BRIEF: The required answer is every line of the data containing the word "addresses".

Saved data entries:
=== Section Start ===
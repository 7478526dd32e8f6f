//! Output handler traits and types
//!
//! This module defines the trait interface for persisting the result of a
//! traversal.

use std::path::PathBuf;
use thiserror::Error;

/// Errors that can occur during output operations
#[derive(Debug, Error)]
pub enum OutputError {
    #[error("Failed to create {path}: {source}")]
    Create {
        path: PathBuf,
        source: std::io::Error,
    },

    #[error("Failed to write {path}: {source}")]
    Write {
        path: PathBuf,
        source: std::io::Error,
    },
}

/// Result type for output operations
pub type OutputResult<T> = Result<T, OutputError>;

/// Trait for output handlers
///
/// An output handler receives the visited addresses once, at the end of a
/// traversal, in visitation order.
pub trait OutputHandler {
    /// Persists the visited addresses, replacing whatever was stored before
    ///
    /// # Arguments
    ///
    /// * `visited` - Visited addresses in visitation order
    fn write_visited(&self, visited: &[String]) -> OutputResult<()>;

    /// Human-readable location of the stored result
    fn location(&self) -> String;
}
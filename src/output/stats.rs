//! Traversal statistics
//!
//! Counters gathered by the traversal loop and a console printer for them.

use crate::crawler::FetchError;
use std::collections::BTreeMap;

/// Counters for one traversal
#[derive(Debug, Clone, Default, PartialEq, Eq)]
pub struct TraversalStats {
    /// Fetches attempted, duplicates included
    pub fetch_attempts: u64,

    /// Failed fetches by `FetchError::kind`
    pub failures: BTreeMap<&'static str, u64>,

    /// Links produced by the extractor
    pub links_discovered: u64,

    /// Links appended to the frontier
    pub links_admitted: u64,

    /// Dequeues of an address that was already visited
    pub duplicates_dequeued: u64,
}

impl TraversalStats {
    pub fn record_failure(&mut self, error: &FetchError) {
        *self.failures.entry(error.kind()).or_insert(0) += 1;
    }

    pub fn failed_fetches(&self) -> u64 {
        self.failures.values().sum()
    }

    /// Share of fetch attempts that returned a body, as a percentage
    pub fn success_rate(&self) -> f64 {
        if self.fetch_attempts == 0 {
            return 0.0;
        }
        let succeeded = self.fetch_attempts - self.failed_fetches();
        (succeeded as f64 / self.fetch_attempts as f64) * 100.0
    }
}

/// Prints statistics to stdout in a formatted manner
///
/// # Arguments
///
/// * `visited` - Number of addresses visited
/// * `stats` - The statistics to display
pub fn print_statistics(visited: usize, stats: &TraversalStats) {
    println!("=== Crawl Statistics ===\n");

    println!("Overview:");
    println!("  URLs traversed: {}", visited);
    println!("  Fetch attempts: {}", stats.fetch_attempts);
    println!("  Links found: {}", stats.links_discovered);
    println!("  Links queued: {}", stats.links_admitted);
    println!("  Duplicate dequeues: {}", stats.duplicates_dequeued);
    println!();

    if !stats.failures.is_empty() {
        println!("Fetch Failures:");
        let mut failure_counts: Vec<_> = stats.failures.iter().collect();
        failure_counts.sort_by(|a, b| b.1.cmp(a.1));

        for (kind, count) in failure_counts {
            println!("  {}: {}", kind, count);
        }
        println!();
    }

    println!(
        "Success Rate: {:.1}% ({} / {} fetches returned a page)",
        stats.success_rate(),
        stats.fetch_attempts - stats.failed_fetches(),
        stats.fetch_attempts
    );
}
=== Section End ===
EXPECTED ANSWER:
/// An output handler receives the visited addresses once, at the end of a
    /// Persists the visited addresses, replacing whatever was stored before
    /// * `visited` - Visited addresses in visitation order
/// * `visited` - Number of addresses visited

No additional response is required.